• What you have to do
Your answer is to be every line of the material that includes the string "visible".

• Source records
++++++

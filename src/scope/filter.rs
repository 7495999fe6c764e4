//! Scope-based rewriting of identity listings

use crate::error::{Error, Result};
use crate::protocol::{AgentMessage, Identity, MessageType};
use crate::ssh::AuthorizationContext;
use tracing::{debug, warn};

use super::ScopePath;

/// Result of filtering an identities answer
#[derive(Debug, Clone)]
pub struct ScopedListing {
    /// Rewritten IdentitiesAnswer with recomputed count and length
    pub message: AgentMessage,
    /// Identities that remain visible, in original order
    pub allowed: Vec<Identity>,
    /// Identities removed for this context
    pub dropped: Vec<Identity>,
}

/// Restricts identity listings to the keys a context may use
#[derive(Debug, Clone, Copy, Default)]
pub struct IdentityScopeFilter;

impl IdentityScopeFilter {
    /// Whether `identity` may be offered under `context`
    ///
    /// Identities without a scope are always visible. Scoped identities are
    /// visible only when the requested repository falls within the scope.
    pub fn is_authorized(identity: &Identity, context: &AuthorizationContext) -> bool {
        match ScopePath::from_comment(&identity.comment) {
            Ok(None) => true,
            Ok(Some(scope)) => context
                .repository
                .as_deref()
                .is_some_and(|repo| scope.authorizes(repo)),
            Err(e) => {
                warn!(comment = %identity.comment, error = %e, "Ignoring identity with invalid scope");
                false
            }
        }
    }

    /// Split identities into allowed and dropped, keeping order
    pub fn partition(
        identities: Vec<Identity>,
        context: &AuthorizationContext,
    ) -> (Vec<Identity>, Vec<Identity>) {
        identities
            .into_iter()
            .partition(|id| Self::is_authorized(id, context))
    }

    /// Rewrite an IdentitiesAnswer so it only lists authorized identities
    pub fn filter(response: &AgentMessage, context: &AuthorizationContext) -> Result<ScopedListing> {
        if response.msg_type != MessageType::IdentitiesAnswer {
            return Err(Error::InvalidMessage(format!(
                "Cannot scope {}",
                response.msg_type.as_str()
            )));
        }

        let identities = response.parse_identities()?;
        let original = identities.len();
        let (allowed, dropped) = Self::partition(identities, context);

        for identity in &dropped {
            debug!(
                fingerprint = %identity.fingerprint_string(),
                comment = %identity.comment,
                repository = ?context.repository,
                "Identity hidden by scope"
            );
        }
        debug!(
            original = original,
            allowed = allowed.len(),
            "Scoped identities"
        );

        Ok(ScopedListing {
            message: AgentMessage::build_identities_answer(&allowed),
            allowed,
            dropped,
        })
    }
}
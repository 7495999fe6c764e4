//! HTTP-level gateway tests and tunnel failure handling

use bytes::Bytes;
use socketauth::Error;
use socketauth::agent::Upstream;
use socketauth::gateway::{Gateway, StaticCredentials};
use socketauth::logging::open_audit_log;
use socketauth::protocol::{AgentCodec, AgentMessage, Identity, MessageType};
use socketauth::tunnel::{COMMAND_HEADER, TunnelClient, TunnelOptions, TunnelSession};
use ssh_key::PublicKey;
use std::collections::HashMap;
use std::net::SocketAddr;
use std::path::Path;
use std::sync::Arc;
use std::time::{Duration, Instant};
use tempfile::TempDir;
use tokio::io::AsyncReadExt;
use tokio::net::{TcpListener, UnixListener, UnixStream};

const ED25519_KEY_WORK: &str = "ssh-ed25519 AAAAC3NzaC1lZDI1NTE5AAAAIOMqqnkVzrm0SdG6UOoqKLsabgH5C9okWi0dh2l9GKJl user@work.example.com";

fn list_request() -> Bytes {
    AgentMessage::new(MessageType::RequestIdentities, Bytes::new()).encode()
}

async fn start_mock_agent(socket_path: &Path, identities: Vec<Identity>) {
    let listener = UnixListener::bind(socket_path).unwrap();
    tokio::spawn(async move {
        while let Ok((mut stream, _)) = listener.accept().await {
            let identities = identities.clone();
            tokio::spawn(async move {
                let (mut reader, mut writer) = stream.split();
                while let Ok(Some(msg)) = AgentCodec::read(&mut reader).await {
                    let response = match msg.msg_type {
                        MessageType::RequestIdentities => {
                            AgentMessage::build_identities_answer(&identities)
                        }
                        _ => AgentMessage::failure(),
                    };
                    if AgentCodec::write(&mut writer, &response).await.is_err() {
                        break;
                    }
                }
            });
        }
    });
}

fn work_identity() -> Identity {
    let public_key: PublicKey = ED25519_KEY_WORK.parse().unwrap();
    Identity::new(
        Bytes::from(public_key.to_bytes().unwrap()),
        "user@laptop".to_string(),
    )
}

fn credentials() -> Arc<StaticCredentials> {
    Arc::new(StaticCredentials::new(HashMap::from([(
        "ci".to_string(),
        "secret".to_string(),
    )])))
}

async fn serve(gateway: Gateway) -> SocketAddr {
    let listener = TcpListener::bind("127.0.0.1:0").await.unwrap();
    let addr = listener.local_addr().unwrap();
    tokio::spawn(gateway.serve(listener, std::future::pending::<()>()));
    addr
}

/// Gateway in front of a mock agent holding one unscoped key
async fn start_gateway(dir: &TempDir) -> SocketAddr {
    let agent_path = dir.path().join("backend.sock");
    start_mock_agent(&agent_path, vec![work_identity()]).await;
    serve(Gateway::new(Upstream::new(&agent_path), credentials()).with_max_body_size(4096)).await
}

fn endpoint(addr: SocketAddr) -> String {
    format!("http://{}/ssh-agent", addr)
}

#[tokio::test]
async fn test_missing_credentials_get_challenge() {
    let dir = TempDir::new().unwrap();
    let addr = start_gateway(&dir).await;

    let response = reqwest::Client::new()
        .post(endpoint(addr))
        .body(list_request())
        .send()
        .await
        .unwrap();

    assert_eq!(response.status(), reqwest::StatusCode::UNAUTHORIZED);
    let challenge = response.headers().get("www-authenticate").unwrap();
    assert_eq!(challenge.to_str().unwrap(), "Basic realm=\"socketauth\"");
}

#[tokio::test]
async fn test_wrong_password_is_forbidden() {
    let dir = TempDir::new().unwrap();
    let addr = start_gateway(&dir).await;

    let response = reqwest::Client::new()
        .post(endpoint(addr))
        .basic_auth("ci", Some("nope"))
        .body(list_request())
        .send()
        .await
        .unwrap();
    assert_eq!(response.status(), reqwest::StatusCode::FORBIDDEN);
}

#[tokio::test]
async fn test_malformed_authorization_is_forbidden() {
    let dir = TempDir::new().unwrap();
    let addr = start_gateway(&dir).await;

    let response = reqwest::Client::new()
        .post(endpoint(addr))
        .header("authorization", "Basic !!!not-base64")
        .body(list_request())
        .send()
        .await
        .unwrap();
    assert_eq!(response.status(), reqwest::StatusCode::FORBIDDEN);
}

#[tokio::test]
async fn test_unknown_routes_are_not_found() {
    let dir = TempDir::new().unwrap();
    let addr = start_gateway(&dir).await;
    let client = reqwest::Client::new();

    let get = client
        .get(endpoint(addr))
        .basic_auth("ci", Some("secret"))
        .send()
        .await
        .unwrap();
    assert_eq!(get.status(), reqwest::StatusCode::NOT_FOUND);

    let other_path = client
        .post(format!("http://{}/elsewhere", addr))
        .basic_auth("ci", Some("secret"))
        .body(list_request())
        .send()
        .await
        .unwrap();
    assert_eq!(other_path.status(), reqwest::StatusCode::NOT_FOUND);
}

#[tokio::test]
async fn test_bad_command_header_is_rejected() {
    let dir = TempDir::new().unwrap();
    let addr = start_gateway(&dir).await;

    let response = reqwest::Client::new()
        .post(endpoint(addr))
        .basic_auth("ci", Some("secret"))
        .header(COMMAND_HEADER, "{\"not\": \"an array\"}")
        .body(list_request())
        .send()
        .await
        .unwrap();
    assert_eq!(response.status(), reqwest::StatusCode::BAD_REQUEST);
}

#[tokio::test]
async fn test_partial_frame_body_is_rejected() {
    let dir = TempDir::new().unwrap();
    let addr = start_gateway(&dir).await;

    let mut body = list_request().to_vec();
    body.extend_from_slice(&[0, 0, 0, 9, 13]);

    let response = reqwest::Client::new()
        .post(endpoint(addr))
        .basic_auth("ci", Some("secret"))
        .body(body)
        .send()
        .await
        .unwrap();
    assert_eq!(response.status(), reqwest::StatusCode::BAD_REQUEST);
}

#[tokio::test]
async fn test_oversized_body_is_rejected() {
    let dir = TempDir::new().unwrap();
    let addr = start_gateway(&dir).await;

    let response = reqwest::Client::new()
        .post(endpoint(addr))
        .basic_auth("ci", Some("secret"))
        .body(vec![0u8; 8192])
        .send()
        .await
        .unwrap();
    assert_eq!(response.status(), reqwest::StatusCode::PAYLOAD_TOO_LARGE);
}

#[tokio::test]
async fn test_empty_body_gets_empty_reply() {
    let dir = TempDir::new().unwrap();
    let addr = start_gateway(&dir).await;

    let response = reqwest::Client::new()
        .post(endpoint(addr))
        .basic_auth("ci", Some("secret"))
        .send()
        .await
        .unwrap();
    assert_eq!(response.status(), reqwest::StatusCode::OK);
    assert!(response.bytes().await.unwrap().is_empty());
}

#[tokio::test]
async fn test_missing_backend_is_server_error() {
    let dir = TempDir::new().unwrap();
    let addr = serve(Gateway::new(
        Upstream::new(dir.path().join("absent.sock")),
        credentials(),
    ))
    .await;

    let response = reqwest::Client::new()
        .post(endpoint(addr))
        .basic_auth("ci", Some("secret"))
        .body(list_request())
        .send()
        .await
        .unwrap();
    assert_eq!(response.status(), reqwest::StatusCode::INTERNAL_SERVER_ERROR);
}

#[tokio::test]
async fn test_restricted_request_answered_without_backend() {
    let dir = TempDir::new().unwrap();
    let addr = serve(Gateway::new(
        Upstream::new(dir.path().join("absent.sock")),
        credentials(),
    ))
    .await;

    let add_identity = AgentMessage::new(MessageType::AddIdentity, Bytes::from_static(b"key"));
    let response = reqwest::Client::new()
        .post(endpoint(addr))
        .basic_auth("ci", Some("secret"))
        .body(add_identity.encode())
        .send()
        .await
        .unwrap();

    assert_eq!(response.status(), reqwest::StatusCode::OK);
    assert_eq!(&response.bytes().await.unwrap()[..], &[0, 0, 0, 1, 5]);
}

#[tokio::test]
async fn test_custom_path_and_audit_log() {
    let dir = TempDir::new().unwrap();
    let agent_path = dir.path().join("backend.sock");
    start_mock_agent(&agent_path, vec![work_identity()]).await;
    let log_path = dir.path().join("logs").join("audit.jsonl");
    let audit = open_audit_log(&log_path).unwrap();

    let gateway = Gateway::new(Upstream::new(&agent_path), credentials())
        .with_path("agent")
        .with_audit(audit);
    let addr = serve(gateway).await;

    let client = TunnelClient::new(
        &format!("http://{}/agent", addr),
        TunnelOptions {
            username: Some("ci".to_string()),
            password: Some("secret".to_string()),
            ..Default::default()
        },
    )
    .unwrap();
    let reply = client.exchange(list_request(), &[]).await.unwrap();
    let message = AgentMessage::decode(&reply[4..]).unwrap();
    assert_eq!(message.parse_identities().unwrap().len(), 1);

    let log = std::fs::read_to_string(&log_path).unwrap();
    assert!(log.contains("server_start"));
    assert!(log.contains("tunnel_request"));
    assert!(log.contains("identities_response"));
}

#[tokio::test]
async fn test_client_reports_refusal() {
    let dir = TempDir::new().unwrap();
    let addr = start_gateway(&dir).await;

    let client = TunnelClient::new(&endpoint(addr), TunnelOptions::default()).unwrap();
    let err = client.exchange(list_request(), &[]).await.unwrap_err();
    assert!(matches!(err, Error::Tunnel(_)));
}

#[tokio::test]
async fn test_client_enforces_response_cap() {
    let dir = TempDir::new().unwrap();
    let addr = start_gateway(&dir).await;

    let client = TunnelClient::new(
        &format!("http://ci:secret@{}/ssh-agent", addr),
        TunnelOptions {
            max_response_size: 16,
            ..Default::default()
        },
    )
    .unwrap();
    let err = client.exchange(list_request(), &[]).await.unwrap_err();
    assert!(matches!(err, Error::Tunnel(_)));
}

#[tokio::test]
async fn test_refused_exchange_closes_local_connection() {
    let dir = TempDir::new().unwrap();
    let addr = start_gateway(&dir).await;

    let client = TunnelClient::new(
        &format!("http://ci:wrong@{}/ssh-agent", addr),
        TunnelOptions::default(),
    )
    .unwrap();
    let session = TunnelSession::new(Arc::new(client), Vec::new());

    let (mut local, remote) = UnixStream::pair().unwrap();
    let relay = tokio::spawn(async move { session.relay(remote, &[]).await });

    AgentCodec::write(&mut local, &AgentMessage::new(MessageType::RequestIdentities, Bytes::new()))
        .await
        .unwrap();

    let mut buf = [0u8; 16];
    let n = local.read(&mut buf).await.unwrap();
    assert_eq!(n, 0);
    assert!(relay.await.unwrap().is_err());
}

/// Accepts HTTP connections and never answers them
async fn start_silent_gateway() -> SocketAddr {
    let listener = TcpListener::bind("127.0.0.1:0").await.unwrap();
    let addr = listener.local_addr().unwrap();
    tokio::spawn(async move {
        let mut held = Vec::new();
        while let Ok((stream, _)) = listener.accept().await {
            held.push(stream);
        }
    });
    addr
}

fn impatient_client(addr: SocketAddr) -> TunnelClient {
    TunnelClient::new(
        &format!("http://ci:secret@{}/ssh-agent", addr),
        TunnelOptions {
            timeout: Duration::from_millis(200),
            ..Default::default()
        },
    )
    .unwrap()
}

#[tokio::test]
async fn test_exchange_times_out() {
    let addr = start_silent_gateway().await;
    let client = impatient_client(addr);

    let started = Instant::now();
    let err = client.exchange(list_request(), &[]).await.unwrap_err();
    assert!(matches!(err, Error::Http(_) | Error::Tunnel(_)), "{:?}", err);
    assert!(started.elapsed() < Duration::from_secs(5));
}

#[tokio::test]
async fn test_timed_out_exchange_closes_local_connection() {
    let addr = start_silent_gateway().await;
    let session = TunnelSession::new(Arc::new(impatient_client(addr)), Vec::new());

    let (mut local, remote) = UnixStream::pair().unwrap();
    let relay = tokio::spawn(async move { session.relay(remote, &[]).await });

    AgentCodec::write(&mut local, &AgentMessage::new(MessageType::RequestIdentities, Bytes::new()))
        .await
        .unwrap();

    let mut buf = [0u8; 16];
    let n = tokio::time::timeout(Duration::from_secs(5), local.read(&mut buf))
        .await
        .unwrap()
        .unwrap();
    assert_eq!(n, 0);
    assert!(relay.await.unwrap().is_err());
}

++++++

• Result
    /// Identities that remain visible, in original order
    /// Identities without a scope are always visible. Scoped identities are
    /// visible only when the requested repository falls within the scope.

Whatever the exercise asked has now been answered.